2025-06-30 マサチューセッツ大学アマースト校
<関連情報>
- https://www.umass.edu/news/article/umass-health-economist-lucy-xiaolu-wang-finds-regulatory-transparency-curbs-patent
- https://www.sciencedirect.com/science/article/pii/S0047272725001136
販売認可と戦略的特許: 医薬品のエビデンス Marketing authorization and strategic patenting: Evidence from pharmaceuticals
Dennis Byrski, Lucy Xiaolu Wang
Journal of Public Economics Available online: 29 May 2025
DOI:https://doi.org/10.1016/j.jpubeco.2025.105415

Highlights
- Clinical trial data released in marketing authorization become prior art for patents.
- Marketing authorization reduces secondary patents, especially in same disease areas.

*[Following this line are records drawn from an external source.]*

use num_derive::FromPrimitive;
use num_traits::FromPrimitive;
use std::str::FromStr;
use std::fmt;
use super::super::Error;

pub const VOL_HEADER_BLOCK: usize = 2;
/// first block after the directory as placed by `format`
pub const DIR_END_BLOCK: usize = 6;
/// largest end block a volume header may declare
pub const MAX_DIR_END_BLOCK: usize = 20;
pub const ENTRY_SIZE: usize = 26;

/// Entries that fit after the header in a directory ending at `end_block`
pub fn dir_capacity(end_block: usize) -> usize {
    ((end_block - 2)*512/ENTRY_SIZE).saturating_sub(1)
}
pub const MAX_VOL_NAME: usize = 7;

/// Map file type codes to strings for display
pub const TYPE_MAP_DISP: [(u8,&str);9] = [
    (0x00, "NONE"),
    (0x01, "BAD"),
    (0x02, "CODE"),
    (0x03, "TEXT"),
    (0x04, "INFO"),
    (0x05, "DATA"),
    (0x06, "GRAF"),
    (0x07, "FOTO"),
    (0x08, "SECURE")
];

/// Enumerates the Pascal file types, available conversions are:
/// * FileType to u8,u16: `as u8` etc.
/// * u8 to FileType: `FileType::from_u8` (use FromPrimitive trait)
/// * &str to FileType: `FileType::from_str`, str can be a number or mnemonic
#[derive(FromPrimitive,Clone,Copy,PartialEq,Eq,Debug)]
pub enum FileType {
    Non = 0x00,
    Bad = 0x01,
    Code = 0x02,
    Text = 0x03,
    Info = 0x04,
    Data = 0x05,
    Graf = 0x06,
    Foto = 0x07,
    Secure = 0x08
}

impl FromStr for FileType {
    type Err = Error;
    fn from_str(s: &str) -> Result<Self,Self::Err> {
        if let Ok(num) = u8::from_str(s) {
            return match FileType::from_u8(num) {
                Some(typ) => Ok(typ),
                _ => Err(Error::FileTypeMismatch)
            };
        }
        match s {
            "bin" => Ok(Self::Data),
            "txt" => Ok(Self::Text),
            "pcode" => Ok(Self::Code),
            _ => Err(Error::FileTypeMismatch)
        }
    }
}

impl fmt::Display for FileType {
    fn fmt(&self, f: &mut fmt::Formatter<'_>) -> fmt::Result {
        write!(f,"{}",TYPE_MAP_DISP[*self as usize].1)
    }
}

#[test]
fn directory_capacity() {
    assert_eq!(dir_capacity(DIR_END_BLOCK),77);
    assert_eq!(dir_capacity(10),156);
    assert_eq!(dir_capacity(3),18);
}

- Meaningful innovation remains strong with stable product and cross-disease patents.
- Originators and other firms adjust similarly in patenting; originators react sooner.

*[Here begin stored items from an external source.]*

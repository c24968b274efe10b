// test of prodos file system module
use a2vol::bios::Order;
use a2vol::bios::device::Device;
use a2vol::fs::{self,prodos,FsKind,FileSystem};

fn init() {
    let _ = env_logger::builder().is_test(true).try_init();
}

fn new_disk(blocks: usize) -> FileSystem {
    FsKind::Prodos.format(Device::blank(Order::ProdosOrder(blocks)),"NEW.DISK").expect("format failed")
}

fn pattern(len: usize) -> Vec<u8> {
    (0..len).map(|i| ((i*13 + i/512) % 256) as u8).collect()
}

fn is_err_kind(res: Result<fs::FileEntry,a2vol::DYNERR>,kind: fs::Error) -> bool {
    match res {
        Err(e) => e.downcast_ref::<fs::Error>().map(|x| x.to_string())==Some(kind.to_string()),
        Ok(_) => false
    }
}

#[test]
fn format() {
    init();
    let disk = new_disk(280);
    assert!(FsKind::Prodos.check(disk.device()));
    assert_eq!(disk.volume_name().unwrap(),"NEW.DISK");
    let free = disk.free_space().unwrap();
    assert_eq!(free.total_units,280);
    // boot blocks, 4 directory blocks, 1 bitmap block
    assert_eq!(free.free_units,273);
    assert_eq!(free.largest_free_run,273);
    let big = new_disk(1600);
    assert_eq!(big.free_space().unwrap().free_units,1593);
    assert!(FsKind::Prodos.format(Device::blank(Order::ProdosOrder(280)),"9BAD").is_err());
}

#[test]
fn storage_types() {
    init();
    let mut disk = new_disk(1600);
    let free0 = disk.free_space().unwrap().free_units;
    let seed = disk.write("SEED",&pattern(200)).unwrap();
    let sap = disk.write("SAPLING",&pattern(20000)).unwrap();
    let tree = disk.write("TREE",&pattern(140000)).unwrap();
    let empty = disk.write("EMPTY",&[]).unwrap();
    assert_eq!(seed.blocks,1);
    assert_eq!(sap.blocks,40+1);
    // 274 data blocks, 2 index blocks, 1 master index
    assert_eq!(tree.blocks,274+2+1);
    assert_eq!(empty.blocks,1);
    assert_eq!(disk.read(&seed).unwrap(),pattern(200));
    assert_eq!(disk.read(&sap).unwrap(),pattern(20000));
    assert_eq!(disk.read(&tree).unwrap(),pattern(140000));
    assert_eq!(disk.read(&empty).unwrap().len(),0);
    assert_eq!(disk.read_raw(&sap).unwrap().len(),40*512);
    assert_eq!(tree.eof,Some(140000));
    let used = 1 + 41 + 277 + 1;
    assert_eq!(disk.free_space().unwrap().free_units,free0-used);
    for f in [&seed,&sap,&tree,&empty] {
        disk.delete(f).expect("delete failed");
    }
    assert_eq!(disk.free_space().unwrap().free_units,free0);
    assert_eq!(disk.list("").unwrap().len(),0);
}

#[test]
fn typed_save() {
    init();
    let mut disk = new_disk(280);
    if let FileSystem::Prodos(d) = &mut disk {
        let sys = d.save("PRODOS",&[0x4c,0,0x20],0xff,0x2000).expect("save failed");
        assert_eq!(sys.type_name,"SYS");
        assert_eq!(sys.aux,0x2000);
        assert!(d.save("DIR",&[0],prodos::types::FileType::Directory as u8,0).is_err());
    } else {
        panic!("wrong file system");
    }
}

#[test]
fn subdirectories() {
    init();
    let mut disk = new_disk(280);
    let dir = disk.create_dir("inner dirs").expect("create failed");
    assert_eq!(dir.name,"INNER.DIRS");
    assert!(dir.is_dir);
    disk.create_dir("INNER.DIRS/DEEPER").expect("create failed");
    let f = disk.write("INNER.DIRS/DEEPER/HELLO",&pattern(1000)).expect("write failed");
    assert_eq!(f.path,"INNER.DIRS/DEEPER/HELLO");
    let found = disk.find("/inner.dirs/deeper/hello").expect("not found");
    assert_eq!(disk.read(&found).unwrap(),pattern(1000));
    assert!(disk.write("NO.SUCH.DIR/HELLO",&[0]).is_err());
    // fill the subdirectory past one block so it has to grow
    for i in 0..30 {
        disk.write(&format!("INNER.DIRS/F{}",i),&[i as u8]).expect("write failed");
    }
    assert_eq!(disk.list("INNER.DIRS").unwrap().len(),31);
    let parent = disk.list("").unwrap();
    assert_eq!(parent[0].blocks,3);
    assert_eq!(parent[0].eof,Some(3*512));
    // reparse from scratch
    let dev = disk.device().clone();
    assert!(FsKind::Prodos.check(&dev));
    let again = FsKind::Prodos.parse(dev).expect("parse failed");
    assert_eq!(again.list("INNER.DIRS/DEEPER").unwrap().len(),1);
    let tree = json::parse(&again.tree(2).unwrap()).unwrap();
    assert!(tree["files"]["INNER.DIRS"]["files"]["DEEPER"]["files"]["HELLO"].is_object());
}

#[test]
fn delete_directory_only_when_empty() {
    init();
    let mut disk = new_disk(280);
    let free0 = disk.free_space().unwrap().free_units;
    let dir = disk.create_dir("SUB").unwrap();
    let f = disk.write("SUB/FILE",&[1,2,3]).unwrap();
    assert!(disk.delete(&dir).is_err());
    disk.delete(&f).unwrap();
    let dir = disk.find("SUB").unwrap();
    disk.delete(&dir).expect("delete failed");
    assert_eq!(disk.free_space().unwrap().free_units,free0);
}

#[test]
fn volume_directory_fills_up() {
    init();
    let mut disk = new_disk(280);
    // 12 slots in the key block and 13 in each of the other 3
    for i in 0..51 {
        disk.write(&format!("F{}",i),&[0]).expect("write failed");
    }
    assert!(is_err_kind(disk.write("LAST",&[0]),fs::Error::DirectoryFull));
}

#[test]
fn locks_and_names() {
    init();
    let mut disk = new_disk(280);
    let a = disk.write("A",&[1]).unwrap();
    let b = disk.write("B",&[2]).unwrap();
    assert!(is_err_kind(disk.write("a",&[0]),fs::Error::DuplicateFilename));
    assert!(is_err_kind(disk.rename(&b,"A"),fs::Error::DuplicateFilename));
    let locked = disk.lock(&a,true).unwrap();
    assert!(locked.locked);
    assert!(disk.delete(&locked).is_err());
    assert!(is_err_kind(disk.rename(&locked,"C"),fs::Error::FileLocked));
    let unlocked = disk.lock(&locked,false).unwrap();
    let renamed = disk.rename(&unlocked,"new name").unwrap();
    assert_eq!(renamed.name,"NEW.NAME");
    assert_eq!(disk.read(&renamed).unwrap(),vec![1]);
}

#[test]
fn disk_full_writes_nothing() {
    init();
    let mut disk = new_disk(280);
    let free0 = disk.free_space().unwrap().free_units;
    assert!(is_err_kind(disk.write("BIG",&vec![0;300*512]),fs::Error::DiskFull));
    assert_eq!(disk.free_space().unwrap().free_units,free0);
    assert_eq!(disk.list("").unwrap().len(),0);
}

- Regulatory processes create prior art that can curb low-value follow-on drug patents.
Abstract
Patents can incentivize innovation, but pharmaceutical firms often extend market exclusivity by patenting minor modifications to existing drugs, raising concerns about low-novelty patents that add little therapeutic value. This study examines how patenting behavior changes after marketing authorization, a regulatory milestone that makes clinical trial data public and thereby creates “prior art” that limits future patent claims. Using a novel European patent–drug dataset and event study methods, we exploit plausibly exogenous variation in the time from patent priority filing to marketing authorization. We find a significant decline in strategic patenting after authorization, particularly in secondary patents and those covering the same disease areas. In contrast, follow-on product patents and patents for new disease areas remain stable, suggesting that authorization selectively curbs low-novelty filings. Both originators and other firms respond similarly, though at different speeds. The absence of similar responses after earlier milestones indicates increased difficulty in obtaining or enforcing low-value patents as the likely mechanism. Robustness checks – including alternative difference-in-differences estimators, constant exclusivity samples, and analyses accounting for non-European market incentives, firm characteristics, and instrumental variable approaches – support our conclusions. Our findings show how regulatory data transparency can indirectly improve patent quality.